Antolin, Albert
Dr. Albert Antolin obtained a PhD in Pharmacoinformatics (Pompeu Fabra University,Spain) pioneering the application of polypharmacology prediction to chemical biology by uncovering off-targets of chemical probes. Dr. Antolin was subsequently awarded a Marie Curie Fellowship to join the Institute of Cancer Research (UK) to develop the first objective resource for the assessment of chemical probes (https://probeminer.icr.ac.uk/). Next, Dr. Antolin won a Wellcome Fellowship to explore the polypharmacology of cancer drugs and their implications for precision oncology. Having worked in industry and academia, Dr. Antolin is interested in bridging industrial drug discovery with remaining fundamental questions in cancer chemical systems biology
Abstract:
From probe to drug: Polypharmacology across drug discovery
Topic:
Most small molecules interact with several target proteins but this polypharmacology is seldom comprehensively investigated or explicitly exploited during drug discovery. Here, we present the use of computational and experimental methods to identify and systematically characterize the kinase cross-pharmacology of representative HSP90 and PARP inhibitors. We demonstrate that the HSP90 inhibitors ganetespib and luminespib and the PARP inhibitors rucaparib and niraparib display unique off-target kinase pharmacology as compared to other clinical inhibitors of the same class, with important implications for personalized prescription.

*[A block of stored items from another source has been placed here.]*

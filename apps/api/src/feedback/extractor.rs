//! Feedback Extractor — turns the model's free-text interview feedback report into a
//! structured `FeedbackRecord`.
//!
//! The report is only asked (by prompt) to follow the template in
//! `feedback::prompts`, so every rule here is independent and best-effort:
//! a rule that finds nothing leaves its field unset, it never fails the call.

use once_cell::sync::Lazy;
use regex::Regex;
use serde::{Deserialize, Serialize};

/// Reports longer than this (in chars) are truncated before matching.
pub const MAX_REPORT_CHARS: usize = 32_768;

/// Quality, Clarity, Relevance in that order. Matches all three or nothing.
static SCORE_BLOCK: Lazy<Regex> = Lazy::new(|| {
    Regex::new(r"(?s)Quality:\s*(\d+)/10.*?Clarity:\s*(\d+)/10.*?Relevance:\s*(\d+)/10")
        .expect("score block pattern is valid")
});

static PERFORMANCE_SUMMARY: Lazy<Regex> = Lazy::new(|| {
    Regex::new(r"(?s)Performance Summary:?(.*?)Actionable Steps for Improvement")
        .expect("summary pattern is valid")
});

static ACTIONABLE_STEPS: Lazy<Regex> = Lazy::new(|| {
    Regex::new(r"(?s)Actionable Steps for Improvement:?(.*?)Interview Result")
        .expect("recommendations pattern is valid")
});

static NUMBERED_ITEM: Lazy<Regex> =
    Lazy::new(|| Regex::new(r"^\d+\. ?(.*)$").expect("numbered item pattern is valid"));

static INTERVIEW_RESULT: Lazy<Regex> = Lazy::new(|| {
    Regex::new(r"Interview Result:[ \t]*(Yes|No)\b").expect("result pattern is valid")
});

/// Binary outcome line of the report. Serialized verbatim as `"Yes"` / `"No"`.
#[derive(Debug, Clone, Copy, PartialEq, Eq, Serialize, Deserialize)]
pub enum InterviewResult {
    Yes,
    No,
}

/// Structured view of one feedback report. Every field is optional.
#[derive(Debug, Clone, Default, PartialEq, Eq, Serialize, Deserialize)]
#[serde(rename_all = "camelCase")]
pub struct FeedbackRecord {
    #[serde(default, skip_serializing_if = "Option::is_none")]
    pub quality: Option<u32>,
    #[serde(default, skip_serializing_if = "Option::is_none")]
    pub clarity: Option<u32>,
    #[serde(default, skip_serializing_if = "Option::is_none")]
    pub relevance: Option<u32>,
    #[serde(default, skip_serializing_if = "Option::is_none")]
    pub performance_summary: Option<String>,
    #[serde(default, skip_serializing_if = "Vec::is_empty")]
    pub recommendations: Vec<String>,
    #[serde(default, skip_serializing_if = "Option::is_none")]
    pub interview_result: Option<InterviewResult>,
}

impl FeedbackRecord {
    /// True when nothing at all was recognized in the report.
    pub fn is_empty(&self) -> bool {
        !self.has_scores()
            && self.performance_summary.is_none()
            && self.recommendations.is_empty()
            && self.interview_result.is_none()
    }

    pub fn has_scores(&self) -> bool {
        self.quality.is_some() && self.clarity.is_some() && self.relevance.is_some()
    }
}

/// Extracts a best-effort `FeedbackRecord` from a report. Never fails.
pub fn extract(report: &str) -> FeedbackRecord {
    let text = normalize(truncate_chars(report, MAX_REPORT_CHARS));

    let mut record = FeedbackRecord {
        performance_summary: performance_summary(&text),
        recommendations: recommendations(&text),
        interview_result: interview_result(&text),
        ..FeedbackRecord::default()
    };

    if let Some((quality, clarity, relevance)) = scores(&text) {
        record.quality = Some(quality);
        record.clarity = Some(clarity);
        record.relevance = Some(relevance);
    }

    record
}

/// Drops `*` / `#` emphasis markers and surrounding whitespace.
fn normalize(text: &str) -> String {
    text.chars()
        .filter(|c| !matches!(c, '*' | '#'))
        .collect::<String>()
        .trim()
        .to_string()
}

fn truncate_chars(text: &str, max_chars: usize) -> &str {
    match text.char_indices().nth(max_chars) {
        Some((idx, _)) => &text[..idx],
        None => text,
    }
}

fn scores(text: &str) -> Option<(u32, u32, u32)> {
    let caps = SCORE_BLOCK.captures(text)?;
    let quality = caps[1].parse().ok()?;
    let clarity = caps[2].parse().ok()?;
    let relevance = caps[3].parse().ok()?;
    Some((quality, clarity, relevance))
}

fn performance_summary(text: &str) -> Option<String> {
    PERFORMANCE_SUMMARY
        .captures(text)
        .map(|caps| caps[1].trim().to_string())
}

fn recommendations(text: &str) -> Vec<String> {
    let Some(caps) = ACTIONABLE_STEPS.captures(text) else {
        return Vec::new();
    };

    caps[1]
        .lines()
        .filter_map(|line| {
            NUMBERED_ITEM
                .captures(line.trim())
                .map(|item| item[1].trim().to_string())
        })
        .filter(|item| !item.is_empty())
        .collect()
}

fn interview_result(text: &str) -> Option<InterviewResult> {
    let caps = INTERVIEW_RESULT.captures(text)?;
    match &caps[1] {
        "Yes" => Some(InterviewResult::Yes),
        "No" => Some(InterviewResult::No),
        _ => None,
    }
}
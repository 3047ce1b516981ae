// Conversational assistant prompts: free-form chat and learning roadmaps.

use crate::profiles::{ModelTier, PromptProfile};

pub const INTERVIEW_CHAT: PromptProfile = PromptProfile {
    name: "interview_chat",
    tier: ModelTier::Chat,
    template: INTERVIEW_CHAT_TEMPLATE,
};

pub const LEARNING_ROADMAP: PromptProfile = PromptProfile {
    name: "learning_roadmap",
    tier: ModelTier::Chat,
    template: LEARNING_ROADMAP_TEMPLATE,
};

/// Replace `{persona}`, `{tone}`, `{prev_conversation}` and `{current_query}` before sending.
const INTERVIEW_CHAT_TEMPLATE: &str = r#"{persona} Your role is to engage in natural, conversational interactions with users who are preparing for job interviews.
Analyze the user's input carefully and determine their intent:
* Greeting: if the user simply greets you ("Hello", "Hi there"), greet them back without bringing up interviews.
* Direct Question: if the user asks about the interview process, specific questions, or preparation strategies, give a clear, concise, helpful answer.
* Vague Statement or Request: if the input is unclear or too broad, gently guide them towards a specific question you can address.
* Off-Topic: if the input is unrelated to interview preparation, answer politely; going off-topic is fine for educational and emotional support.
* Commonly Asked Questions: if the user asks for commonly asked interpersonal or technical interview questions, list them as requested.
{tone}
Where possible, personalize answers to the user's job field and experience level, and point to relevant articles, videos or practice tools.

Conversation History:

Previous Conversation: "{prev_conversation}"

Current Query:

"{current_query}""#;

/// Replace `{persona}` and `{job_role}` before sending.
const LEARNING_ROADMAP_TEMPLATE: &str = r#"{persona} Create a comprehensive learning roadmap for a fresher aiming for the job role below. Start with foundational skills and progress to advanced topics, with realistic timelines for reaching intermediate proficiency. Cover all essential skills and tools for the role.
Job Role: "{job_role}"
Response Format:
1. Skill 1: [Number of days]
2. Skill 2: [Number of days]
3. Skill 3: [Number of days]
4. Skill 4: [Number of days]
5. Skill 5: [Number of days]
...
Allocate days based on typical learning requirements. Provide only the skills and the number of days required for each."#;
use axum::{
    http::StatusCode,
    response::{IntoResponse, Response},
    Json,
};
use serde_json::json;
use thiserror::Error;

/// Application-level error type.
/// Implements `IntoResponse` so Axum handlers can return `Result<T, AppError>`.
#[derive(Debug, Error)]
pub enum AppError {
    #[error("Validation error: {0}")]
    Validation(String),

    #[error("Document extraction error: {0}")]
    Extraction(String),

    #[error("LLM error: {0}")]
    Llm(String),

    #[error("Internal server error: {0}")]
    Internal(#[from] anyhow::Error),
}

impl AppError {
    pub fn status(&self) -> StatusCode {
        match self {
            AppError::Validation(_) => StatusCode::BAD_REQUEST,
            AppError::Extraction(_) => StatusCode::UNPROCESSABLE_ENTITY,
            AppError::Llm(_) | AppError::Internal(_) => StatusCode::INTERNAL_SERVER_ERROR,
        }
    }
}

impl IntoResponse for AppError {
    fn into_response(self) -> Response {
        let status = self.status();
        let (code, message) = match &self {
            AppError::Validation(msg) => ("VALIDATION_ERROR", msg.clone()),
            AppError::Extraction(msg) => {
                tracing::warn!("Document extraction failed: {msg}");
                (
                    "EXTRACTION_ERROR",
                    "The uploaded document could not be read".to_string(),
                )
            }
            AppError::Llm(msg) => {
                tracing::error!("LLM error: {msg}");
                ("LLM_ERROR", "Error generating content".to_string())
            }
            AppError::Internal(e) => {
                tracing::error!("Internal error: {e:?}");
                (
                    "INTERNAL_ERROR",
                    "An internal server error occurred".to_string(),
                )
            }
        };

        let body = Json(json!({
            "error": {
                "code": code,
                "message": message
            }
        }));

        (status, body).into_response()
    }
}
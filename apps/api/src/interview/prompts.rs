// Mock interview question generation.

use crate::profiles::{ModelTier, PromptProfile};

pub const INTERVIEW_QUESTIONS: PromptProfile = PromptProfile {
    name: "interview_questions",
    tier: ModelTier::Chat,
    template: INTERVIEW_QUESTIONS_TEMPLATE,
};

/// Replace `{resume}`, `{job_role}` and `{interview_type}` before sending.
const INTERVIEW_QUESTIONS_TEMPLATE: &str = r#"You are conducting an interview. Provide 10 relevant questions for the interview type below (HR or Technical).

Here is the candidate's resume and job role:

Resume: {resume}
Job Role: {job_role}
Interview Type: {interview_type} Interview

Provide 10 relevant interview questions. Do not write a single word other than the questions: no heading, no numbering commentary. The first question is almost always "Tell me something about yourself".

Output Format:
- 10 interview questions"#;
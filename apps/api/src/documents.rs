//! Uploaded document handling: multipart intake, type detection, and text extraction.
//!
//! PDFs go through `pdf-extract` on a blocking thread. JPEG/PNG images are written to a
//! temp file and read back through the `tesseract` executable. Every other type is rejected.

use std::collections::HashMap;
use std::time::Duration;

use anyhow::Context;
use axum::extract::Multipart;
use bytes::Bytes;
use tokio::process::Command;
use tracing::{debug, info};

use crate::config::Config;
use crate::errors::AppError;

#[derive(Debug, Clone, Copy, PartialEq, Eq)]
pub enum DocumentKind {
    Pdf,
    Jpeg,
    Png,
}

impl DocumentKind {
    /// Classifies a MIME type, ignoring parameters such as `; charset=...`.
    pub fn from_mime(mime: &str) -> Option<Self> {
        let essence = mime.split(';').next().unwrap_or("").trim().to_ascii_lowercase();
        match essence.as_str() {
            "application/pdf" => Some(DocumentKind::Pdf),
            "image/jpeg" => Some(DocumentKind::Jpeg),
            "image/png" => Some(DocumentKind::Png),
            _ => None,
        }
    }

    fn suffix(&self) -> &'static str {
        match self {
            DocumentKind::Pdf => ".pdf",
            DocumentKind::Jpeg => ".jpg",
            DocumentKind::Png => ".png",
        }
    }
}

#[derive(Debug, Clone)]
pub struct UploadedFile {
    pub content_type: Option<String>,
    pub bytes: Bytes,
}

/// A parsed multipart body: at most one file part plus the text fields.
#[derive(Debug, Default)]
pub struct Upload {
    pub file: Option<UploadedFile>,
    pub fields: HashMap<String, String>,
}

impl Upload {
    /// Text field value, or empty when the client omitted it.
    pub fn field(&self, name: &str) -> &str {
        self.fields.get(name).map(String::as_str).unwrap_or("")
    }

    /// The uploaded file and its detected kind.
    pub fn document(&self) -> Result<(DocumentKind, &UploadedFile), AppError> {
        let file = self
            .file
            .as_ref()
            .ok_or_else(|| AppError::Validation("No file was uploaded.".to_string()))?;

        let kind = file
            .content_type
            .as_deref()
            .and_then(DocumentKind::from_mime)
            .ok_or_else(|| AppError::Validation("Unsupported file type.".to_string()))?;

        Ok((kind, file))
    }
}

/// Drains a multipart body, keeping the part named `file_field` as the upload.
pub async fn read_upload(mut multipart: Multipart, file_field: &str) -> Result<Upload, AppError> {
    let mut upload = Upload::default();

    while let Some(field) = multipart
        .next_field()
        .await
        .map_err(|e| AppError::Validation(format!("Malformed multipart body: {e}")))?
    {
        let Some(name) = field.name().map(String::from) else {
            continue;
        };

        if name == file_field {
            let file_name = field.file_name().map(String::from);
            let content_type = field.content_type().map(String::from);
            let bytes = field
                .bytes()
                .await
                .map_err(|e| AppError::Validation(format!("Failed to read upload: {e}")))?;
            debug!(
                "Received upload {:?} ({:?}, {} bytes)",
                file_name,
                content_type,
                bytes.len()
            );
            upload.file = Some(UploadedFile { content_type, bytes });
        } else {
            let value = field.text().await.map_err(|e| {
                AppError::Validation(format!("Failed to read field '{name}': {e}"))
            })?;
            upload.fields.insert(name, value);
        }
    }

    Ok(upload)
}

/// Extracts plain text from a document. Empty results are an extraction failure.
pub async fn extract_text(
    kind: DocumentKind,
    bytes: Bytes,
    config: &Config,
) -> Result<String, AppError> {
    let text = match kind {
        DocumentKind::Pdf => extract_pdf(bytes).await?,
        DocumentKind::Jpeg | DocumentKind::Png => {
            let timeout = Duration::from_secs(config.ocr_timeout_secs);
            ocr_image(kind, &bytes, &config.tesseract_bin, timeout).await?
        }
    };

    let text = text.trim().to_string();
    if text.is_empty() {
        return Err(AppError::Extraction(
            "No readable text found in document".to_string(),
        ));
    }

    info!(
        "Extracted {} chars from {:?} upload",
        text.chars().count(),
        kind
    );
    Ok(text)
}

async fn extract_pdf(bytes: Bytes) -> Result<String, AppError> {
    // pdf-extract is synchronous and can panic on malformed input; both land here.
    tokio::task::spawn_blocking(move || {
        pdf_extract::extract_text_from_mem(&bytes).map_err(|e| e.to_string())
    })
    .await
    .map_err(|e| AppError::Extraction(format!("PDF extraction aborted: {e}")))?
    .map_err(|e| AppError::Extraction(format!("PDF extraction failed: {e}")))
}

async fn ocr_image(
    kind: DocumentKind,
    bytes: &[u8],
    tesseract_bin: &str,
    timeout: Duration,
) -> Result<String, AppError> {
    let image = tempfile::Builder::new()
        .prefix("cypher-upload-")
        .suffix(kind.suffix())
        .tempfile()
        .context("Failed to create temp file for OCR")?;

    tokio::fs::write(image.path(), bytes)
        .await
        .context("Failed to write upload for OCR")?;

    // The child is killed if the request is dropped or the timeout fires.
    let run = Command::new(tesseract_bin)
        .arg(image.path())
        .arg("stdout")
        .args(["-l", "eng"])
        .kill_on_drop(true)
        .output();

    let output = tokio::time::timeout(timeout, run)
        .await
        .map_err(|_| {
            AppError::Extraction(format!("OCR timed out after {}s", timeout.as_secs_f32()))
        })?
        .map_err(|e| AppError::Extraction(format!("Failed to run '{tesseract_bin}': {e}")))?;

    if !output.status.success() {
        let stderr = String::from_utf8_lossy(&output.stderr);
        return Err(AppError::Extraction(format!("OCR failed: {}", stderr.trim())));
    }

    Ok(String::from_utf8_lossy(&output.stdout).into_owned())
}
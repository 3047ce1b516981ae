// Interview feedback: prompt the model for a templated report, then scrape it
// into a structured record.

pub mod extractor;
pub mod handlers;
pub mod prompts;
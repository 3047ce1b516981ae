//! Prompt profiles — the one parameterized configuration every endpoint runs through.
//!
//! A profile pairs a model tier with a prompt template. Feature modules declare their
//! profile in their own `prompts.rs`; handlers hand it to `run_profile` with the
//! values for its `{placeholder}` slots.

use tracing::info;

use crate::config::Config;
use crate::errors::AppError;
use crate::llm_client::prompts::fill_template;
use crate::state::AppState;

/// Which configured Gemini model a profile runs on.
#[derive(Debug, Clone, Copy, PartialEq, Eq)]
pub enum ModelTier {
    /// Long-document analysis (resume review).
    Analysis,
    /// Conversational and short-form generation.
    Chat,
}

impl ModelTier {
    pub fn model<'a>(&self, config: &'a Config) -> &'a str {
        match self {
            ModelTier::Analysis => &config.analysis_model,
            ModelTier::Chat => &config.chat_model,
        }
    }
}

#[derive(Debug, Clone, Copy)]
pub struct PromptProfile {
    pub name: &'static str,
    pub tier: ModelTier,
    pub template: &'static str,
}

impl PromptProfile {
    pub fn render(&self, vars: &[(&str, &str)]) -> String {
        fill_template(self.template, vars)
    }
}

/// Renders `profile`, sends it to the configured model, and returns the model text.
pub async fn run_profile(
    state: &AppState,
    profile: &PromptProfile,
    vars: &[(&str, &str)],
) -> Result<String, AppError> {
    let prompt = profile.render(vars);
    let model = profile.tier.model(&state.config);

    info!(
        "Running prompt profile '{}' on {} ({} chars)",
        profile.name,
        model,
        prompt.len()
    );

    state
        .llm
        .generate(model, &prompt)
        .await
        .map_err(|e| AppError::Llm(format!("{} generation failed: {e}", profile.name)))
}
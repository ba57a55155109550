#![no_std]
#![no_main]
#![deny(
    clippy::mem_forget,
    reason = "mem::forget is generally not safe to do with esp_hal types, especially those \
    holding buffers for the duration of a data transfer."
)]
#![deny(clippy::large_stack_frames)]

use core::cell::RefCell;

use alloc::rc::Rc;
use critical_section::Mutex;
use embassy_executor::Spawner;
use embassy_time::{Duration, Timer};
use esp_hal::clock::CpuClock;
use esp_hal::gpio::{Event, Input, InputConfig, Io, Level, Output, OutputConfig, Pull};
use esp_hal::handler;
use esp_hal::timer::timg::TimerGroup;
use log::{error, info};

use loam_core::blink_led::BlinkLed;
use loam_core::interrupts::{InterruptRouter, PinId, WakeQueue};
use loam_core::{App, AppConfig, Clock, LogKind, Millis, task};

#[panic_handler]
fn panic(info: &core::panic::PanicInfo) -> ! {
    rtt_target::rprintln!("PANIC: {}", info);
    loop {}
}

extern crate alloc;

// This creates a default app-descriptor required by the esp-idf bootloader.
// For more information see: <https://docs.espressif.com/projects/esp-idf/en/stable/esp32/api-reference/system/app_image_format.html#application-description>
esp_bootloader_esp_idf::esp_app_desc!();

/// BOOT button on most ESP32-S3 dev boards.
const BUTTON_PIN: PinId = 0;

/// Pause between loop passes.
const LOOP_INTERVAL: Duration = Duration::from_millis(1);

static WAKES: WakeQueue<4> = WakeQueue::new();
static BUTTON: Mutex<RefCell<Option<Input<'static>>>> = Mutex::new(RefCell::new(None));

/// Milliseconds since boot from the system timer.
struct EspClock;

impl Clock for EspClock {
    fn now_ms(&self) -> Millis {
        esp_hal::time::Instant::now()
            .duration_since_epoch()
            .as_millis() as Millis
    }
}

#[handler]
fn gpio_handler() {
    critical_section::with(|cs| {
        if let Some(button) = BUTTON.borrow_ref_mut(cs).as_mut() {
            if button.is_interrupt_set() {
                button.clear_interrupt();
                let _ = WAKES.raise(BUTTON_PIN);
            }
        }
    });
}

#[allow(
    clippy::large_stack_frames,
    reason = "it's not unusual to allocate larger buffers etc. in main"
)]
#[esp_rtos::main]
async fn main(spawner: Spawner) -> ! {
    rtt_target::rtt_init_log!();

    let config = esp_hal::Config::default().with_cpu_clock(CpuClock::max());
    let peripherals = esp_hal::init(config);

    esp_alloc::heap_allocator!(#[esp_hal::ram(reclaimed)] size: 73744);

    let timg0 = TimerGroup::new(peripherals.TIMG0);
    esp_rtos::start(timg0.timer0);

    info!("Embassy initialized!");

    // Button interrupt only records a wake; the router picks it up in the loop.
    let mut io = Io::new(peripherals.IO_MUX);
    io.set_interrupt_handler(gpio_handler);
    let mut button = Input::new(
        peripherals.GPIO0,
        InputConfig::default().with_pull(Pull::Up),
    );
    critical_section::with(|cs| {
        button.listen(Event::FallingEdge);
        BUTTON.borrow_ref_mut(cs).replace(button);
    });

    let led_pin = Output::new(peripherals.GPIO2, Level::High, OutputConfig::default());

    let app_config = AppConfig::default().with_log_kind(LogKind::Facade);
    let mut app = match App::new(app_config, Rc::new(EspClock)) {
        Ok(app) => app,
        Err(e) => halt(e),
    };

    let led = Rc::new(BlinkLed::new("status", led_pin, 200).with_off_msec(200));
    if let Err(e) = app.register(led.module()) {
        halt(e);
    }

    let router = InterruptRouter::new(&WAKES, app.logger().clone());
    let blinker = led.clone();
    let _ = router.route(BUTTON_PIN, task(move || blinker.blink(2)));
    if let Err(e) = app.register(router.module()) {
        halt(e);
    }

    if let Err(e) = app.setup() {
        halt(e);
    }
    led.blink(3);

    let _ = spawner;

    loop {
        if let Err(e) = app.loop_once() {
            error!("Loop failed: {}", e);
        }
        Timer::after(LOOP_INTERVAL).await;
    }
}

/// Setup failures leave no useful degraded mode: report and stop.
fn halt(e: loam_core::SystemError) -> ! {
    error!("Setup failed: {}", e);
    loop {
        core::hint::spin_loop();
    }
}
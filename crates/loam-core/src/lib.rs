//! Hardware-independent core library for loam firmware
//!
//! This crate contains the platform-agnostic pieces every loam application is
//! built from: fixed-capacity ring buffers, the deadline-ordered task queue and
//! its scheduling handles, and the module system that resolves dependencies
//! between modules and runs their lifecycle callbacks in dependency order.
//!
//! It is `#![no_std]` with `extern crate alloc` so it compiles on both
//! embedded targets (ESP32-S3) and desktop hosts (for the simulator and tests).

#![no_std]

extern crate alloc;

pub mod app;
pub mod blink_led;
pub mod config;
pub mod interrupts;
pub mod logger;
pub mod ring;
pub mod system;
pub mod tasks;
pub mod time;

pub use app::App;
pub use config::{AppConfig, LogKind};
pub use logger::Logger;
pub use system::{Module, ModuleId, ModuleSystem, NameToModule, SystemError};
pub use tasks::{Task, TaskId, Tasks, task};
pub use time::{Clock, Millis};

We also demonstrate that the early PARP chemical tool PJ34 displays a different polypharmacology than several FDA-approved PARP inhibitors, with important implications for target validation and the practise of chemical biology. We finally demonstrate that polypharmacology evolved during the optimisation to discover luminespib and that the hit, leads and clinical candidate all have different polypharmacological profiles. We therefore recommend the computational and experimental characterization of polypharmacology earlier in drug discovery projects to unlock new multi-target drug design opportunities as well as identifying undesired toxicity and unexplained cellular effects.